The Foreign Affairs Ministers of Burkina Faso, Guinea, and Mali—West African countries all led by military heads of state that claimed power outside of elections[i]—recently convened in early February. The meeting ultimately concluded with them all seeking to fully rejoin the Economic Community of West African States (ECOWAS), which has placed various sanctions on each of the countries over the past two years.[ii] According to the accompanying excerpted article from the francophone West African news site Le Journal de L’Afrique, the meeting is being read locally as an attempt to circumvent future sanctions by creating alternative forms of sub-regional unity. As the author of the article articulates, the countries “want to launch an unofficial organization of non-aligned African countries and unite to be stronger in the face of sub-regional bodies.” Of note, Mali and Burkina Faso are the two West African countries most closely tied to Russia, whose Foreign Minister, Sergei Lavrov, visited Mali days before the meeting. A reversion to “non-aligned” rhetoric of African international relations suggests that as competition between the United States, China, and especially Russia, deepens on the continent, West Africans increasingly view such jockeying through the lens of a new Cold War, and thus seek to maintain policy autonomy. This appears to be true in this case, even though two of the three countries—Mali and Burkina Faso—are known Russian allies. While Guinea’s inclusion in the trifecta may be read, as it is by the accompanying article’s author, as “an encounter between marginalized countries,” meaning those sanctioned because of military takeovers,it can equally be read as a meeting of West African states in the Russian orbit. While Guinea clearly falls into the first category, it is not often discussed as part of the second., Guinea looks to be high on the list of which African states Russia might next target for allyship.
Frédéric Ange Touré, “Pour le Mali, le Burkina Faso et la Guinée, l’union pourra-t-elle faire la force? (For Mail, Burkina Faso, and Guinea, can unity be strength?),” Le Journal de L’Afrique (pan-African news aggregator), 9 February 2023. https://lejournaldelafrique.com/pour-le-mali-le-burkina-faso-et-la-guinee-lunion-pourra-t-elle-faire-la-force/
While the Ministers of Foreign Affairs of the various African countries are used to meeting, often under the aegis of sub-regional organizations or the African Union, the meeting between the heads of diplomacy from Burkina Faso, Mali, and Guinea looks like an encounter between marginalized countries.

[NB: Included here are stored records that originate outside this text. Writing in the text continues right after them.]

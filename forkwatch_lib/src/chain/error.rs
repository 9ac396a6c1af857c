// Copyright (C) 2024, 2025 Forkwatch Developers (see AUTHORS)
//
// This file is part of Forkwatch
//
// Forkwatch is free software: you can redistribute it and/or modify it under
// the terms of the GNU General Public License as published by the Free
// Software Foundation, either version 3 of the License, or (at your option)
// any later version.
//
// Forkwatch is distributed in the hope that it will be useful, but WITHOUT ANY
// WARRANTY; without even the implied warranty of MERCHANTABILITY or FITNESS
// FOR A PARTICULAR PURPOSE. See the GNU General Public License for more details.
//
// You should have received a copy of the GNU General Public License along with
// Forkwatch. If not, see <https://www.gnu.org/licenses/>.

use super::block::BlockHash;

/// Structural errors raised while building or walking the block graph.
///
/// Cycles and conflicting duplicates abort the whole pass. Dangling
/// parents are expected and usually handled by the caller as a stop
/// condition rather than propagated.
#[derive(Debug, Clone, PartialEq, Eq, thiserror::Error)]
pub enum ChainError {
    #[error("block {hash} is already stored with different content")]
    DuplicateBlock { hash: BlockHash },

    #[error("parent {parent_hash} of block {hash} is not in the store")]
    DanglingParent {
        hash: BlockHash,
        parent_hash: BlockHash,
    },

    #[error("parent links form a cycle through block {hash}")]
    CycleDetected { hash: BlockHash },

    #[error("no blocks to canonicalize")]
    NoBlocks,

    #[error("endpoint {hash} is canonical but not the head, fork would be empty")]
    EmptyFork { hash: BlockHash },
}
// Copyright (C) 2024, 2025 Forkwatch Developers (see AUTHORS)
//
// This file is part of Forkwatch
//
// Forkwatch is free software: you can redistribute it and/or modify it under
// the terms of the GNU General Public License as published by the Free
// Software Foundation, either version 3 of the License, or (at your option)
// any later version.
//
// Forkwatch is distributed in the hope that it will be useful, but WITHOUT ANY
// WARRANTY; without even the implied warranty of MERCHANTABILITY or FITNESS
// FOR A PARTICULAR PURPOSE. See the GNU General Public License for more details.
//
// You should have received a copy of the GNU General Public License along with
// Forkwatch. If not, see <https://www.gnu.org/licenses/>.


use super::{ColumnFamily, Store, StoreError, decode, encode};
use crate::chain::{Block, BlockHash};
use crate::staging::{ForkSnapshot, SnapshotDiff};
use serde::{Deserialize, Serialize};
use tracing::info;

const LAST_PASS_KEY: &str = "meta:last_pass";

/// Summary of the last committed pass
#[derive(Debug, Clone, PartialEq, Eq, Serialize, Deserialize)]
pub struct PassMetadata {
    pub head: BlockHash,
    pub head_height: u64,
    pub fork_count: usize,
    /// Unix seconds
    pub completed_at: u64,
}

impl Store {
    pub fn get_pass_metadata(&self) -> Result<Option<PassMetadata>, StoreError> {
        let metadata_cf = self.cf_handle(ColumnFamily::Metadata)?;
        match self.db.get_cf(metadata_cf, LAST_PASS_KEY.as_bytes())? {
            Some(bytes) => Ok(Some(decode(&bytes)?)),
            None => Ok(None),
        }
    }

    /// Commit the result of a pass. Blocks first seen in the pass, the
    /// fork set and the pass metadata are written in one batch, so either
    /// all of them change or none does.
    pub fn commit_pass(
        &self,
        blocks: &[Block],
        staged: &ForkSnapshot,
        metadata: &PassMetadata,
    ) -> Result<SnapshotDiff, StoreError> {
        let mut batch = Store::get_write_batch();
        self.add_blocks(blocks, &mut batch)?;
        let diff = self.reconcile_forks(staged, &mut batch)?;
        let metadata_cf = self.cf_handle(ColumnFamily::Metadata)?;
        batch.put_cf(metadata_cf, LAST_PASS_KEY.as_bytes(), encode(metadata)?);
        self.commit_batch(batch)?;

        info!(
            "Committed pass with head {} at height {}: {} new blocks, {} forks ({} inserted, {} updated, {} removed)",
            metadata.head,
            metadata.head_height,
            blocks.len(),
            metadata.fork_count,
            diff.inserted.len(),
            diff.updated.len(),
            diff.removed.len()
        );
        Ok(diff)
    }
}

These three countries have in common to have suffered coups in recent years. But also for having tried to stand up to ECOWAS and other organizations that threatened them with sanctions – which were most of the time applied. Finally, from Bamako to Ouagadougou, via Conakry, the Russian temptation has succeeded partnerships with France.
Under the aegis of the Burkinabè government, the three foreign ministers, Abdoulaye Diop, Morissanda Kouyaté and Olivia Rouamba, wanted to meet to discuss the future of their countries. A meeting which, coincidence or not of the calendar, took place barely two days after the visit of the Russian Minister of Foreign Affairs, Sergei Lavrov, to Mali. The latter, among other things, promised his aid “to the Sahelo-Saharan region and even to the countries bordering the Gulf of Guinea.”Morissanda Kouyaté, before any joint declaration, sold the wick as to the message that would be sent. “Together, we are going to make a statement to regional organizations, so that we can hear even more audibly the claims and requests of our peoples through our governments and our leaders”. In other words, Guinea, Burkina and Mali want to launch an unofficial organization of non-aligned African countries and unite to be stronger in the face of sub-regional bodies.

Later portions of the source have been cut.